- _Instructions for the task_
Please print the data that follows, keeping every line exact.

- _Given records_

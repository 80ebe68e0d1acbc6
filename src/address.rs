//! Address Resolution
//!
//! Turns a request path into the `(table, item)` pair it addresses.
//!
//! Two addressing modes exist:
//! - single-table: the whole path is the item id, the table is the default one
//! - multi-table: `/{table}/{item...}`, where the item id keeps any further `/`

use std::fmt;

/// Separator between path segments and between the parts of a cache key.
pub const SEPARATOR: char = '/';

// == Address ==
/// Identifies one stored item. Equality is exact and case-sensitive.
#[derive(Debug, Clone, PartialEq, Eq, Hash)]
pub struct Address {
    pub table_id: String,
    pub item_id: String,
}

impl Address {
    pub fn new(table_id: impl Into<String>, item_id: impl Into<String>) -> Self {
        Self {
            table_id: table_id.into(),
            item_id: item_id.into(),
        }
    }

    /// Canonical cache key, `{table}/{item}`.
    ///
    /// Table ids never contain the separator (multi-table ids end at the first
    /// `/`, the default table is validated at startup), so the first `/` in a
    /// key always splits the two parts and no escaping is needed.
    pub fn cache_key(&self) -> String {
        format!("{}{}{}", self.table_id, SEPARATOR, self.item_id)
    }
}

impl fmt::Display for Address {
    fn fmt(&self, f: &mut fmt::Formatter<'_>) -> fmt::Result {
        write!(f, "{}:{}", self.table_id, self.item_id)
    }
}

// == Resolved Address ==
/// An address plus whether it targets the default table.
#[derive(Debug, Clone, PartialEq, Eq)]
pub struct ResolvedAddress {
    pub address: Address,
    pub using_default_table: bool,
}

// == Resolution Errors ==
#[derive(Debug, Clone, PartialEq, Eq, thiserror::Error)]
pub enum AddressError {
    #[error("path '{0}' has no item id")]
    MissingItem(String),
    #[error("path '{0}' has no table id")]
    MissingTable(String),
}

// == Resolve ==
/// Parses `path` into an address.
///
/// In multi-table mode leading separators are skipped, the first segment is
/// the table id, and everything after the following separator is the item id
/// with trailing separators removed. Segments inside the item id are kept
/// joined by `/`.
pub fn resolve(
    path: &str,
    multi_table: bool,
    default_table: &str,
) -> Result<ResolvedAddress, AddressError> {
    if !multi_table {
        if path.is_empty() {
            return Err(AddressError::MissingItem(path.to_string()));
        }
        return Ok(ResolvedAddress {
            address: Address::new(default_table, path),
            using_default_table: true,
        });
    }

    let trimmed = path.trim_start_matches(SEPARATOR);
    let (table_id, rest) = match trimmed.split_once(SEPARATOR) {
        Some((table, rest)) => (table, rest),
        None => (trimmed, ""),
    };

    if table_id.is_empty() {
        return Err(AddressError::MissingTable(path.to_string()));
    }

    let item_id = rest.trim_end_matches(SEPARATOR);
    if item_id.is_empty() {
        return Err(AddressError::MissingItem(path.to_string()));
    }

    Ok(ResolvedAddress {
        address: Address::new(table_id, item_id),
        using_default_table: table_id == default_table,
    })
}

- _Response to this exercise_
repository 80ebe68e0d1acbc6
filename src/address.rs
//! Address Resolution
//!
//! Turns a request path into the `(table, item)` pair it addresses.
//!
//! Two addressing modes exist:
//! - single-table: the whole path is the item id, the table is the default one
//! - multi-table: `/{table}/{item...}`, where the item id keeps any further `/`

use std::fmt;

/// Separator between path segments and between the parts of a cache key.
pub const SEPARATOR: char = '/';

// == Address ==
/// Identifies one stored item. Equality is exact and case-sensitive.
#[derive(Debug, Clone, PartialEq, Eq, Hash)]
pub struct Address {
    pub table_id: String,
    pub item_id: String,
}

impl Address {
    pub fn new(table_id: impl Into<String>, item_id: impl Into<String>) -> Self {
        Self {
            table_id: table_id.into(),
            item_id: item_id.into(),
        }
    }

    /// Canonical cache key, `{table}/{item}`.
    ///
    /// Table ids never contain the separator (multi-table ids end at the first
    /// `/`, the default table is validated at startup), so the first `/` in a
    /// key always splits the two parts and no escaping is needed.
    pub fn cache_key(&self) -> String {
        format!("{}{}{}", self.table_id, SEPARATOR, self.item_id)
    }
}

impl fmt::Display for Address {
    fn fmt(&self, f: &mut fmt::Formatter<'_>) -> fmt::Result {
        write!(f, "{}:{}", self.table_id, self.item_id)
    }
}

// == Resolved Address ==
/// An address plus whether it targets the default table.
#[derive(Debug, Clone, PartialEq, Eq)]
pub struct ResolvedAddress {
    pub address: Address,
    pub using_default_table: bool,
}

// == Resolution Errors ==
#[derive(Debug, Clone, PartialEq, Eq, thiserror::Error)]
pub enum AddressError {
    #[error("path '{0}' has no item id")]
    MissingItem(String),
    #[error("path '{0}' has no table id")]
    MissingTable(String),
}

// == Resolve ==
/// Parses `path` into an address.
///
/// In multi-table mode leading separators are skipped, the first segment is
/// the table id, and everything after the following separator is the item id
/// with trailing separators removed. Segments inside the item id are kept
/// joined by `/`.
pub fn resolve(
    path: &str,
    multi_table: bool,
    default_table: &str,
) -> Result<ResolvedAddress, AddressError> {
    if !multi_table {
        if path.is_empty() {
            return Err(AddressError::MissingItem(path.to_string()));
        }
        return Ok(ResolvedAddress {
            address: Address::new(default_table, path),
            using_default_table: true,
        });
    }

    let trimmed = path.trim_start_matches(SEPARATOR);
    let (table_id, rest) = match trimmed.split_once(SEPARATOR) {
        Some((table, rest)) => (table, rest),
        None => (trimmed, ""),
    };

    if table_id.is_empty() {
        return Err(AddressError::MissingTable(path.to_string()));
    }

    let item_id = rest.trim_end_matches(SEPARATOR);
    if item_id.is_empty() {
        return Err(AddressError::MissingItem(path.to_string()));
    }

    Ok(ResolvedAddress {
        address: Address::new(table_id, item_id),
        using_default_table: table_id == default_table,
    })
}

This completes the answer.